Records from a dataset:
________________________________________
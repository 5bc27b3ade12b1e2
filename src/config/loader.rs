//! Configuration loading from disk and the environment.

use std::fs;
use std::path::Path;

use thiserror::Error;

use crate::config::schema::RelayConfig;
use crate::config::validation::{validate_config, ValidationError};

/// Error type for configuration loading.
#[derive(Debug, Error)]
pub enum ConfigError {
    #[error("IO error: {0}")]
    Io(#[from] std::io::Error),

    #[error("Parse error: {0}")]
    Parse(#[from] toml::de::Error),

    #[error("Validation failed: {}", join_errors(.0))]
    Validation(Vec<ValidationError>),
}

fn join_errors(errors: &[ValidationError]) -> String {
    errors
        .iter()
        .map(ToString::to_string)
        .collect::<Vec<_>>()
        .join(", ")
}

/// Load configuration from a TOML file, apply environment overrides, and
/// validate the result.
pub fn load_config(path: &Path) -> Result<RelayConfig, ConfigError> {
    let content = fs::read_to_string(path)?;
    let config: RelayConfig = toml::from_str(&content)?;
    finish(config, |name| std::env::var(name).ok())
}

/// Build configuration from defaults plus environment overrides alone.
pub fn from_env() -> Result<RelayConfig, ConfigError> {
    finish(RelayConfig::default(), |name| std::env::var(name).ok())
}

fn finish(
    mut config: RelayConfig,
    env: impl Fn(&str) -> Option<String>,
) -> Result<RelayConfig, ConfigError> {
    apply_overrides(&mut config, env);
    normalize(&mut config);
    validate_config(&config).map_err(ConfigError::Validation)?;
    Ok(config)
}

/// Environment variables win over file values. The lookup is injected so
/// tests can exercise overrides without touching process-global state.
fn apply_overrides(config: &mut RelayConfig, env: impl Fn(&str) -> Option<String>) {
    if let Some(value) = env("API_URL").filter(|v| !v.is_empty()) {
        config.upstream.base_url = value;
    }
    if let Some(value) = env("SITE_URL").filter(|v| !v.is_empty()) {
        config.site.origin = value;
    }
    if let Some(value) = env("BIND_ADDRESS").filter(|v| !v.is_empty()) {
        config.listener.bind_address = value;
    }
    if let Some(value) = env("APP_ENV") {
        config.runtime.production = value == "production";
    }
}

/// Base URLs are concatenated with `/`-prefixed paths, so trailing slashes
/// would produce `//` in resolved URLs.
fn normalize(config: &mut RelayConfig) {
    truncate_trailing_slash(&mut config.upstream.base_url);
    truncate_trailing_slash(&mut config.site.origin);
}

fn truncate_trailing_slash(url: &mut String) {
    while url.ends_with('/') {
        url.pop();
    }
}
________________________________________
Would you set down all the lines above, exactly and in full?

repository 5bc27b3ade12b1e2
filename src/config/loader.rs
//! Configuration loading from disk and the environment.

use std::fs;
use std::path::Path;

use thiserror::Error;

use crate::config::schema::RelayConfig;
use crate::config::validation::{validate_config, ValidationError};

/// Error type for configuration loading.
#[derive(Debug, Error)]
pub enum ConfigError {
    #[error("IO error: {0}")]
    Io(#[from] std::io::Error),

    #[error("Parse error: {0}")]
    Parse(#[from] toml::de::Error),

    #[error("Validation failed: {}", join_errors(.0))]
    Validation(Vec<ValidationError>),
}

fn join_errors(errors: &[ValidationError]) -> String {
    errors
        .iter()
        .map(ToString::to_string)
        .collect::<Vec<_>>()
        .join(", ")
}

/// Load configuration from a TOML file, apply environment overrides, and
/// validate the result.
pub fn load_config(path: &Path) -> Result<RelayConfig, ConfigError> {
    let content = fs::read_to_string(path)?;
    let config: RelayConfig = toml::from_str(&content)?;
    finish(config, |name| std::env::var(name).ok())
}

/// Build configuration from defaults plus environment overrides alone.
pub fn from_env() -> Result<RelayConfig, ConfigError> {
    finish(RelayConfig::default(), |name| std::env::var(name).ok())
}

fn finish(
    mut config: RelayConfig,
    env: impl Fn(&str) -> Option<String>,
) -> Result<RelayConfig, ConfigError> {
    apply_overrides(&mut config, env);
    normalize(&mut config);
    validate_config(&config).map_err(ConfigError::Validation)?;
    Ok(config)
}

/// Environment variables win over file values. The lookup is injected so
/// tests can exercise overrides without touching process-global state.
fn apply_overrides(config: &mut RelayConfig, env: impl Fn(&str) -> Option<String>) {
    if let Some(value) = env("API_URL").filter(|v| !v.is_empty()) {
        config.upstream.base_url = value;
    }
    if let Some(value) = env("SITE_URL").filter(|v| !v.is_empty()) {
        config.site.origin = value;
    }
    if let Some(value) = env("BIND_ADDRESS").filter(|v| !v.is_empty()) {
        config.listener.bind_address = value;
    }
    if let Some(value) = env("APP_ENV") {
        config.runtime.production = value == "production";
    }
}

/// Base URLs are concatenated with `/`-prefixed paths, so trailing slashes
/// would produce `//` in resolved URLs.
fn normalize(config: &mut RelayConfig) {
    truncate_trailing_slash(&mut config.upstream.base_url);
    truncate_trailing_slash(&mut config.site.origin);
}

fn truncate_trailing_slash(url: &mut String) {
    while url.ends_with('/') {
        url.pop();
    }
}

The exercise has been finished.